Oregon Ag Press “Delisting wolf may not help”

Oregon may have as few as a pair of wolves and it’s state protections drop after four breeding pairs, but just west of the Snake lies a temporary reprieve for wolves. Capital News, an Ag publication, illustrates a few of Oregon’s state protections “Delisting wolf may not help” (broken/pay) :

One thing the federal delisting will do is give the state authority to intervene and kill a problem wolf in cases of chronic depredation. It also will give the state authority to issue a permit for lethal take to livestock producers who suffer wolf depredation – provided the producer first fails to resolve the conflict through non-lethal strategies.

Emphasis mine. I’m still rubbing my eyes.

One Response to “Oregon Ag Press “Delisting wolf may not help””

  1. Maska Says:

    I’m rubbing mine, too.

    Sometimes you have to wonder what planet both federal and state wolf “managers” are living on.
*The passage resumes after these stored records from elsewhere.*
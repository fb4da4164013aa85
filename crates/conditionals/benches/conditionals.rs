use criterion::{criterion_group, criterion_main, Criterion};
use egobox_conditionals::kernels::SquaredExponential;
use egobox_conditionals::{conditional, ConditionalParams, InducingPoints, QSqrt, Source};
use env_logger::{Builder, Env};
use linfa::ParamGuard;
use ndarray::{Array, Array3};
use ndarray_rand::rand::SeedableRng;
use ndarray_rand::rand_distr::{Normal, Uniform};
use ndarray_rand::RandomExt;
use rand_xoshiro::Xoshiro256Plus;

fn criterion_conditional(c: &mut Criterion) {
    let dim = 3;
    let nzs = [50, 200];
    let n = 500;
    let r = 2;

    let env = Env::new().filter_or("EGOBOX_LOG", "error");
    let mut builder = Builder::from_env(env);
    let builder = builder.target(env_logger::Target::Stdout);
    builder.try_init().ok();

    let mut group = c.benchmark_group("conditional");
    group.sample_size(20);
    for nz in nzs {
        let mut rng = Xoshiro256Plus::seed_from_u64(42);
        let z = Array::random_using((nz, dim), Uniform::new(-1., 1.), &mut rng);
        let xnew = Array::random_using((n, dim), Uniform::new(-1., 1.), &mut rng);
        let f = Array::random_using((nz, r), Normal::new(0., 1.).unwrap(), &mut rng);
        let q_sqrt = QSqrt::PerOutputCholesky(Array3::from_shape_fn((r, nz, nz), |(_, i, j)| {
            if i == j {
                0.1
            } else {
                0.
            }
        }));
        let kernel = SquaredExponential::new(1., Array::from_elem(dim, 0.2));
        let feature = InducingPoints::new(z);

        for full_cov in [false, true] {
            let params = ConditionalParams::new()
                .full_cov(full_cov)
                .white(true)
                .check()
                .unwrap();
            group.bench_function(format!("sgp M={nz} full_cov={full_cov}"), |b| {
                b.iter(|| {
                    let source: Source<f64, SquaredExponential<f64>> = Source::Inducing(&feature);
                    std::hint::black_box(
                        conditional(&xnew, source, &kernel, &f, Some(&q_sqrt), &params)
                            .expect("Conditional computation failed"),
                    );
                });
            });
        }
    }
    group.finish();
}

criterion_group!(benches, criterion_conditional);
criterion_main!(benches);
Despite alleged baiting, rampant poaching over the years (at least 25 animals), three “disappeared” Mexican wolves near the same two problem allotments where 89% of this year’s removals for depredations occurred (and where the alleged baiting took place), and an almost certain decline in both population and breeding pairs when they do the end-of-year survey next week, the powers that be in the U. S. Fish and Wildlife Service are still refusing to change the totally discretionary SOP 13.0.

    This SOP mandates the removal of any wolf that kills three head of livestock in 365 days. The rationale for this quasi-criminal protocol is that if the Service doesn’t remove these animals, certain locals will resort to “shoot, shovel, and shut up.” Clearly, caving in to extortion isn’t working, moreover, the rigid rule is an open invitation to bait an animal that has already killed one or more cattle. One is reminded of the general back in the Vietnam War who was quoted as saying, “We had to destroy the village in order to save it.”

    Meanwhile, the wild population declines. Mexican wolves languish in captivity, where genetic deterioration sets in over time, leading to inbreeding depression in the small (roughly 300 lobos) population. Needed rule change was delayed for years while the situation worsened, and was only undertaken when it became evident that a failure to do so would result in litigation. It may still take up to two more years to complete. To the careful observer, the whole situation looks like “biological malpractice” on the part of USFWS.